Every line containing "already" should be copied out. Go through the entries and find them.

• **PROVIDED RECORDS**:
"""

//! Configuration management
//! Supports TOML, YAML, JSON config files

use reqwest::Url;
use serde::{Deserialize, Serialize};
use std::path::{Path, PathBuf};
use tracing::info;

use crate::push::api::DEFAULT_PUSH_SERVICE_URL;
use crate::push::ClientInfo;

const REDACTED: &str = "******REMOVED******";

/// Companion configuration
#[derive(Debug, Clone, Serialize, Deserialize)]
#[serde(default)]
pub struct Config {
    /// Device account private key
    #[serde(skip_serializing_if = "Option::is_none")]
    pub pk: Option<String>,
    /// Logging level
    pub log_level: Option<String>,
    pub push: PushConfig,
    /// Application identity reported to the push service
    pub client: ClientInfo,
    pub store: StoreConfig,
}

/// Push service settings
#[derive(Debug, Clone, Serialize, Deserialize)]
#[serde(default)]
pub struct PushConfig {
    pub service_url: String,
    /// Request timeout in seconds (default: 30)
    pub request_timeout_secs: u64,
    /// Fixed push token; without one authentication is never synced
    #[serde(skip_serializing_if = "Option::is_none")]
    pub token: Option<String>,
}

/// Local persistence
#[derive(Debug, Clone, Serialize, Deserialize)]
#[serde(default)]
pub struct StoreConfig {
    /// Safe records
    pub path: PathBuf,
    /// Small key/value preferences (last synced push info)
    pub preferences_path: PathBuf,
}

impl Default for PushConfig {
    fn default() -> Self {
        Self {
            service_url: DEFAULT_PUSH_SERVICE_URL.to_string(),
            request_timeout_secs: 30,
            token: None,
        }
    }
}

impl Default for StoreConfig {
    fn default() -> Self {
        let dir = dirs::data_dir()
            .map(|d| d.join("safe-companion"))
            .unwrap_or_else(|| PathBuf::from("."));
        Self {
            path: dir.join("safes.json"),
            preferences_path: dir.join("preferences.json"),
        }
    }
}

impl Default for Config {
    fn default() -> Self {
        Self {
            pk: None,
            push: PushConfig::default(),
            client: ClientInfo::default(),
            store: StoreConfig::default(),
            log_level: Some("info".to_string()),
        }
    }
}

impl Config {
    /// Load configuration from file
    pub fn from_file<P: AsRef<Path>>(path: P) -> anyhow::Result<Self> {
        let path = path.as_ref();
        info!("Loading configuration from: {}", path.display());

        let content = std::fs::read_to_string(path)?;
        let extension = path.extension().and_then(|e| e.to_str()).unwrap_or_default();

        let config = match extension {
            "toml" => toml::from_str(&content)?,
            "yaml" | "yml" => serde_yaml::from_str(&content)?,
            "json" => serde_json::from_str(&content)?,
            _ => {
                if content.trim().starts_with('{') {
                    serde_json::from_str(&content)?
                } else if content.contains("---") {
                    serde_yaml::from_str(&content)?
                } else {
                    toml::from_str(&content)?
                }
            }
        };

        info!("Configuration loaded successfully");
        Ok(config)
    }

    /// Load from default locations
    pub fn load() -> anyhow::Result<Self> {
        let locations = [
            "safe-companion.toml",
            "safe-companion.yaml",
            "safe-companion.yml",
            "safe-companion.json",
            ".safe-companion.toml",
        ];

        for location in &locations {
            if Path::new(location).exists() {
                return Self::from_file(location);
            }
        }

        if let Some(config_dir) = dirs::config_dir() {
            let config_file = config_dir.join("safe-companion/config.toml");
            if config_file.exists() {
                return Self::from_file(config_file);
            }
        }

        anyhow::bail!("No configuration file found. Expected one of: {:?}", locations)
    }

    /// Save configuration to file with the private key redacted
    pub fn save_to_file<P: AsRef<Path>>(&self, path: P) -> anyhow::Result<()> {
        let path = path.as_ref();

        let mut safe_config = self.clone();
        if safe_config.pk.is_some() {
            safe_config.pk = Some(REDACTED.to_string());
        }
        safe_config.push.token = None;

        let extension = path.extension().and_then(|e| e.to_str()).unwrap_or_default();
        let content = match extension {
            "toml" => toml::to_string_pretty(&safe_config)?,
            "yaml" | "yml" => serde_yaml::to_string(&safe_config)?,
            _ => serde_json::to_string_pretty(&safe_config)?,
        };

        std::fs::write(path, content)?;
        info!("Configuration saved to: {} (sensitive data redacted)", path.display());
        Ok(())
    }

    /// Overlay `SAFE_COMPANION_*` environment variables
    pub fn apply_env(&mut self) {
        use std::env;

        if let Some(pk) = env::var("SAFE_COMPANION_PK").ok().filter(|v| !v.is_empty()) {
            self.pk = Some(pk);
        }
        if let Ok(url) = env::var("SAFE_COMPANION_PUSH_URL") {
            self.push.service_url = url;
        }
        if let Some(timeout) = env::var("SAFE_COMPANION_PUSH_TIMEOUT")
            .ok()
            .and_then(|s| s.parse().ok())
        {
            self.push.request_timeout_secs = timeout;
        }
        if let Some(token) = env::var("SAFE_COMPANION_PUSH_TOKEN").ok().filter(|v| !v.is_empty()) {
            self.push.token = Some(token);
        }
        if let Ok(path) = env::var("SAFE_COMPANION_STORE") {
            self.store.path = PathBuf::from(path);
        }
        if let Ok(path) = env::var("SAFE_COMPANION_PREFERENCES") {
            self.store.preferences_path = PathBuf::from(path);
        }
        if let Ok(level) = env::var("SAFE_COMPANION_LOG") {
            self.log_level = Some(level);
        }
    }

    /// Validate configuration
    pub fn validate(&self) -> anyhow::Result<()> {
        if let Some(pk) = &self.pk {
            let hex_part = pk
                .strip_prefix("0x")
                .ok_or_else(|| anyhow::anyhow!("Private key must start with 0x"))?;
            if hex_part.len() != 64 {
                anyhow::bail!("Private key must be 64 hex characters with 0x prefix (66 chars total)");
            }
            if hex::decode(hex_part).is_err() {
                anyhow::bail!("Private key contains invalid hex characters");
            }
        }

        let url = Url::parse(&self.push.service_url)
            .map_err(|e| anyhow::anyhow!("Invalid push service URL {}: {}", self.push.service_url, e))?;
        if url.scheme() != "https" && url.scheme() != "http" {
            anyhow::bail!("Push service URL must be http(s)");
        }
        if self.push.request_timeout_secs == 0 {
            anyhow::bail!("Push request timeout must be positive");
        }
        if self.client.bundle.is_empty() || self.client.client.is_empty() {
            anyhow::bail!("Client bundle and client name are required");
        }
        Ok(())
    }
}

/// Load config from environment variables only
pub fn from_env() -> anyhow::Result<Config> {
    let mut config = Config::default();
    config.apply_env();
    config.validate()?;
    Ok(config)
}
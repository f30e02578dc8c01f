//! Gnosis Safe records
//! A Safe starts as a pending deployment and becomes a deployed Safe once
//! its creation is observed on chain

use alloy_primitives::{Address, U256};
use chrono::{DateTime, Utc};
use serde::{Deserialize, Serialize};

/// Safe whose deployment was requested but not yet observed
#[derive(Debug, Clone, PartialEq, Eq, Serialize, Deserialize)]
pub struct PendingSafe {
    pub address: Address,
    /// Creation transaction hash, if already known
    #[serde(default, skip_serializing_if = "Option::is_none")]
    pub transaction_hash: Option<String>,
    /// Token the deployment is paid with (zero address for ether)
    pub payment_token: Address,
    pub payment_amount: U256,
    #[serde(default, skip_serializing_if = "Option::is_none")]
    pub owner: Option<Address>,
    #[serde(default, skip_serializing_if = "Option::is_none")]
    pub owner_key_ref: Option<String>,
    pub created_at: DateTime<Utc>,
}

impl PendingSafe {
    pub fn new(address: Address, payment_token: Address, payment_amount: U256) -> Self {
        Self {
            address,
            transaction_hash: None,
            payment_token,
            payment_amount,
            owner: None,
            owner_key_ref: None,
            created_at: Utc::now(),
        }
    }

    /// Attach the owner that will control the Safe once deployed
    pub fn with_owner(mut self, owner: Address, owner_key_ref: Option<String>) -> Self {
        self.owner = Some(owner);
        self.owner_key_ref = owner_key_ref;
        self
    }

    /// Turn the pending record into a deployed Safe
    pub fn into_deployed(self) -> DeployedSafe {
        DeployedSafe {
            address: self.address,
            owner: self.owner,
            owner_key_ref: self.owner_key_ref,
            deployed_at: Utc::now(),
        }
    }
}

/// Safe known to exist on chain
#[derive(Debug, Clone, PartialEq, Eq, Serialize, Deserialize)]
pub struct DeployedSafe {
    pub address: Address,
    #[serde(default, skip_serializing_if = "Option::is_none")]
    pub owner: Option<Address>,
    /// Reference to the encrypted owner key, resolved through a `KeyVault`
    #[serde(default, skip_serializing_if = "Option::is_none")]
    pub owner_key_ref: Option<String>,
    pub deployed_at: DateTime<Utc>,
}

impl DeployedSafe {
    pub fn new(address: Address) -> Self {
        Self {
            address,
            owner: None,
            owner_key_ref: None,
            deployed_at: Utc::now(),
        }
    }

    /// Check if the Safe has an owner key available locally
    pub fn has_local_owner(&self) -> bool {
        self.owner.map(|o| o != Address::ZERO).unwrap_or(false) && self.owner_key_ref.is_some()
    }
}

#[cfg(test)]
mod tests {
    use super::*;

    const SAFE: &str = "0x45dCeb24119296fB57D06d83c1759cC191c3c96E";
    const OWNER: &str = "0xB18Ec66081b444037F7C1B5ffEE228693B854E7A";

    #[test]
    fn test_pending_into_deployed_keeps_owner() {
        let safe: Address = SAFE.parse().unwrap();
        let owner: Address = OWNER.parse().unwrap();
        let pending = PendingSafe::new(safe, Address::ZERO, U256::from(1000))
            .with_owner(owner, Some("deadbeef".to_string()));

        let deployed = pending.into_deployed();
        assert_eq!(deployed.address, safe);
        assert_eq!(deployed.owner, Some(owner));
        assert!(deployed.has_local_owner());
    }

    #[test]
    fn test_deployed_without_owner() {
        let deployed = DeployedSafe::new(SAFE.parse().unwrap());
        assert!(!deployed.has_local_owner());
    }
}
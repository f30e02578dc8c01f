//! Safe Companion - daemon entry point
//!
//! Reads push messages as JSON lines from stdin and routes them.
//! Config files: safe-companion.toml, safe-companion.yaml, safe-companion.json

use anyhow::{Context, Result};
use safe_companion::push::{
    FilePreferences, LoggingNotificationSink, PushServiceApi, StaticPushToken,
};
use safe_companion::wallet::HexKeyVault;
use safe_companion::*;
use std::sync::Arc;
use std::time::Duration;
use tokio::io::{AsyncBufReadExt, BufReader};
use tracing::{debug, error, info, warn, Level};

#[tokio::main]
async fn main() -> Result<()> {
    let config = load_config()?;

    let log_level = config.log_level.as_deref().unwrap_or("info");
    tracing_subscriber::fmt()
        .with_max_level(parse_log_level(log_level))
        .with_target(false)
        .with_thread_ids(false)
        .with_file(false)
        .with_line_number(false)
        .init();

    info!("Starting Safe Companion v{}", VERSION);
    info!("  Push service: {}", config.push.service_url);
    info!("  Safe store: {}", config.store.path.display());

    for file in [&config.store.path, &config.store.preferences_path] {
        if let Some(dir) = file.parent() {
            std::fs::create_dir_all(dir)
                .with_context(|| format!("Failed to create store directory {}", dir.display()))?;
        }
    }
    let store: Arc<dyn SafeStore> = Arc::new(LocalSafeStore::open(&config.store.path)?);
    let router = Arc::new(PushRouter::new(store, Arc::new(LoggingNotificationSink)));

    let service = build_push_service(&config, router.clone())?;
    match &service {
        Some(service) => match service.sync_authentication(false).await {
            Ok(true) => info!("✅ Push authentication synced"),
            Ok(false) => debug!("Push authentication already up to date"),
            Err(e) => warn!("⚠️ Push authentication sync failed: {}", e),
        },
        None => info!("No device key configured, push service client disabled"),
    }

    let mut lines = BufReader::new(tokio::io::stdin()).lines();
    let mut handled = 0u64;

    loop {
        tokio::select! {
            line = lines.next_line() => {
                let line = match line {
                    Ok(Some(line)) => line,
                    Ok(None) => {
                        info!("stdin closed");
                        break;
                    }
                    Err(e) => {
                        error!("❌ Failed to read stdin: {}", e);
                        break;
                    }
                };
                if line.trim().is_empty() {
                    continue;
                }

                let message: PushMessage = match serde_json::from_str(&line) {
                    Ok(message) => message,
                    Err(e) => {
                        warn!("⚠️ Skipping malformed push message: {}", e);
                        continue;
                    }
                };
                debug!("📥 Push message {}", message.kind());

                match &service {
                    Some(service) => service.handle_push_message(message).await,
                    None => router.handle_push_message(message).await,
                }
                handled += 1;
            }
            _ = tokio::signal::ctrl_c() => {
                info!("Received Ctrl-C, shutting down");
                break;
            }
        }
    }

    info!("Handled {} push messages", handled);
    Ok(())
}

fn load_config() -> Result<Config> {
    let mut config = match Config::load() {
        Ok(cfg) => cfg,
        Err(e) => {
            eprintln!("No config file found ({}), using defaults", e);
            Config::default()
        }
    };

    // Environment variables always override the file
    config.apply_env();
    config.validate()?;
    Ok(config)
}

/// Push service client, present only when a device key is configured
fn build_push_service(config: &Config, router: Arc<PushRouter>) -> Result<Option<PushService>> {
    let Some(pk) = config.pk.as_deref() else {
        return Ok(None);
    };

    let account = PrivateKeyWallet::from_private_key(pk)
        .map_err(|e| anyhow::anyhow!("Invalid device key: {}", e))?;
    info!("Device account: {}", account.address().to_checksum(None));

    let api: Arc<dyn PushServiceApi> = Arc::new(HttpPushServiceApi::new(
        &config.push.service_url,
        Duration::from_secs(config.push.request_timeout_secs),
    )?);
    let preferences = FilePreferences::open(&config.store.preferences_path)?;

    let mut service = PushService::new(api, Arc::new(account), router, config.client.clone())
        .with_key_vault(Arc::new(HexKeyVault))
        .with_preferences(Arc::new(preferences));
    match &config.push.token {
        Some(token) => {
            service = service.with_token_provider(Arc::new(StaticPushToken(token.clone())));
        }
        None => warn!("⚠️ No push token configured, authentication will not be synced"),
    }

    Ok(Some(service))
}

fn parse_log_level(level: &str) -> Level {
    match level.to_lowercase().as_str() {
        "trace" => Level::TRACE,
        "debug" => Level::DEBUG,
        "info" => Level::INFO,
        "warn" => Level::WARN,
        "error" => Level::ERROR,
        _ => Level::INFO,
    }
}
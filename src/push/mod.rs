//! Push messaging
//! Inbound push routing, transaction response registry and the push service client

pub mod api;
pub mod notification;
pub mod registry;
pub mod router;
pub mod service;

pub use api::{
    ApiError, HttpPushServiceApi, PushServiceApi, PushServiceAuth, PushServiceNotification,
    PushServicePairing, PushServiceTemporaryAuthorization, ServiceSignature,
};
pub use notification::{
    hash_code, LocalNotification, LoggingNotificationSink, NotificationIntent, NotificationSink,
};
pub use registry::{ResponseRegistry, ResponseSubscription};
pub use router::PushRouter;
pub use service::{
    rejection_hash, ClientInfo, FilePreferences, GasParams, MemoryPreferences, Operation,
    Preferences, PushService, PushTokenProvider, SafeTransaction, ServiceMessage, StaticPushToken,
};

use serde::{Deserialize, Serialize};
use thiserror::Error;

use crate::wallet::{Signature, StoreError, WalletError};

#[derive(Error, Debug)]
pub enum PushError {
    #[error("Push service API error: {0}")]
    Api(#[from] ApiError),
    #[error("Wallet error: {0}")]
    Wallet(#[from] WalletError),
    #[error("Store error: {0}")]
    Store(#[from] StoreError),
    #[error("JSON error: {0}")]
    Json(#[from] serde_json::Error),
    #[error("Push token unavailable: {0}")]
    TokenUnavailable(String),
}

/// Message delivered by the push transport.
///
/// Numeric fields arrive as strings and are only parsed where the router
/// needs them.
#[derive(Debug, Clone, PartialEq, Eq, Serialize, Deserialize)]
#[serde(tag = "type", rename_all = "camelCase", rename_all_fields = "camelCase")]
pub enum PushMessage {
    SendTransaction {
        hash: String,
        safe: String,
        to: String,
        value: String,
        data: String,
        operation: String,
        tx_gas: String,
        data_gas: String,
        operational_gas: String,
        gas_price: String,
        gas_token: String,
        nonce: String,
        r: String,
        s: String,
        v: String,
    },
    ConfirmTransaction {
        hash: String,
        r: String,
        s: String,
        v: String,
    },
    RejectTransaction {
        hash: String,
        r: String,
        s: String,
        v: String,
    },
    SafeCreation {
        safe: String,
    },
}

impl PushMessage {
    /// Message type name, as it appears on the wire
    pub fn kind(&self) -> &'static str {
        match self {
            PushMessage::SendTransaction { .. } => "sendTransaction",
            PushMessage::ConfirmTransaction { .. } => "confirmTransaction",
            PushMessage::RejectTransaction { .. } => "rejectTransaction",
            PushMessage::SafeCreation { .. } => "safeCreation",
        }
    }
}

/// Answer of a paired device to a confirmation request
#[derive(Debug, Clone, Copy, PartialEq, Eq)]
pub enum TransactionResponse {
    Confirmed(Signature),
    Rejected(Signature),
}

impl TransactionResponse {
    pub fn signature(&self) -> &Signature {
        match self {
            TransactionResponse::Confirmed(signature) | TransactionResponse::Rejected(signature) => signature,
        }
    }
}
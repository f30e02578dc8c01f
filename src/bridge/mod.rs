//! dApp bridge sessions
//! Pairing URIs, the session repository contract, a local session state
//! machine and the session manager consumed by front ends

pub mod frame;
pub mod manager;
pub mod repository;
pub mod uri;

pub use frame::{frames, Changefeed, Frame, Keyed, ListDiff};
pub use manager::SessionManager;
pub use repository::{LocalBridgeRepository, SessionState, SessionTransport};
pub use uri::PairingUri;

use futures::stream::BoxStream;
use serde::{Deserialize, Serialize};
use thiserror::Error;

/// Bridge errors. Cloneable so the manager can hand them on unchanged.
#[derive(Error, Debug, Clone, PartialEq, Eq)]
pub enum BridgeError {
    #[error("Invalid pairing URI: {0}")]
    InvalidUri(String),
    #[error("Unknown session: {0}")]
    UnknownSession(String),
    #[error("Session {id} cannot {operation} while {state}")]
    InvalidState {
        id: String,
        operation: &'static str,
        state: String,
    },
    #[error("Transport error: {0}")]
    Transport(String),
}

/// Metadata a dApp announces about itself during the handshake
#[derive(Debug, Clone, Default, PartialEq, Eq, Serialize, Deserialize)]
pub struct PeerMeta {
    pub name: Option<String>,
    pub description: Option<String>,
    pub url: Option<String>,
    #[serde(default)]
    pub icons: Vec<String>,
}

/// Session as listed to the user
#[derive(Debug, Clone, PartialEq, Eq, Serialize, Deserialize)]
pub struct SessionMeta {
    pub id: String,
    pub dapp_name: Option<String>,
    pub dapp_description: Option<String>,
    pub dapp_url: Option<String>,
    pub active: bool,
    pub dapp_icons: Option<Vec<String>>,
}

impl SessionMeta {
    /// Metadata of a session whose peer is not known yet
    pub fn new(id: &str) -> Self {
        Self {
            id: id.to_string(),
            dapp_name: None,
            dapp_description: None,
            dapp_url: None,
            active: false,
            dapp_icons: None,
        }
    }

    pub fn with_peer(mut self, peer: &PeerMeta) -> Self {
        self.dapp_name = peer.name.clone();
        self.dapp_description = peer.description.clone();
        self.dapp_url = peer.url.clone();
        self.dapp_icons = if peer.icons.is_empty() {
            None
        } else {
            Some(peer.icons.clone())
        };
        self
    }
}

impl Keyed for SessionMeta {
    fn key(&self) -> &str {
        &self.id
    }
}

/// Request sent by a dApp over an active session
#[derive(Debug, Clone, PartialEq, Serialize, Deserialize)]
pub struct SessionRequest {
    pub request_id: u64,
    pub method: String,
    #[serde(default)]
    pub params: serde_json::Value,
}

/// Event on a single session
#[derive(Debug, Clone, PartialEq)]
pub enum SessionEvent {
    MetaUpdate(SessionMeta),
    Request { id: String, request: SessionRequest },
    Closed(String),
}

/// Session repository contract.
///
/// Every failure is reported as-is; callers decide about retries.
#[async_trait::async_trait]
pub trait BridgeRepository: Send + Sync {
    /// Parse a pairing URI and allocate a session id
    fn create_session(&self, uri: &str) -> Result<String, BridgeError>;

    /// Start the transport handshake of an existing session
    async fn init_session(&self, session_id: &str) -> Result<(), BridgeError>;

    async fn approve_session(&self, session_id: &str) -> Result<(), BridgeError>;

    async fn reject_session(&self, session_id: &str) -> Result<(), BridgeError>;

    /// Disconnect and destroy the session
    async fn close_session(&self, session_id: &str) -> Result<(), BridgeError>;

    /// Bring a dormant session back so it can be initialised again
    async fn activate_session(&self, session_id: &str) -> Result<(), BridgeError>;

    /// Events of one session; ends only on error
    fn observe_session(&self, session_id: &str) -> BoxStream<'static, Result<SessionEvent, BridgeError>>;

    /// Current session list followed by every change
    fn observe_sessions(&self) -> BoxStream<'static, Result<Vec<SessionMeta>, BridgeError>>;
}
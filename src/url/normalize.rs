use crate::UrlError;
use url::Url;

/// Normalizes a seed URL before a discovery run
///
/// # Normalization Steps
///
/// 1. Trim surrounding whitespace; reject empty input
/// 2. Parse the URL; reject if malformed
/// 3. Only `http` and `https` are accepted
/// 4. A host is required
/// 5. Remove fragment (everything after #)
///
/// # Examples
///
/// ```
/// use contact_scout::url::normalize_url;
///
/// let url = normalize_url("  https://College.edu.np/#top ").unwrap();
/// assert_eq!(url.as_str(), "https://college.edu.np/");
/// ```
pub fn normalize_url(url_str: &str) -> Result<Url, UrlError> {
    let trimmed = url_str.trim();
    if trimmed.is_empty() {
        return Err(UrlError::Parse("empty URL".to_string()));
    }

    let mut url = Url::parse(trimmed).map_err(|e| UrlError::Parse(e.to_string()))?;

    if url.scheme() != "http" && url.scheme() != "https" {
        return Err(UrlError::InvalidScheme(format!(
            "Only HTTP and HTTPS schemes are supported, got: {}",
            url.scheme()
        )));
    }

    if url.host_str().map_or(true, str::is_empty) {
        return Err(UrlError::MissingDomain);
    }

    url.set_fragment(None);
    Ok(url)
}

/// Returns the URL as a string without trailing slashes, used as the base
/// that probe paths such as `/contact` are appended to
pub fn strip_trailing_slash(url: &Url) -> String {
    url.as_str().trim_end_matches('/').to_string()
}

"""

• **THE ANSWER**:
    /// Creation transaction hash, if already known
            Ok(false) => debug!("Push authentication already up to date"),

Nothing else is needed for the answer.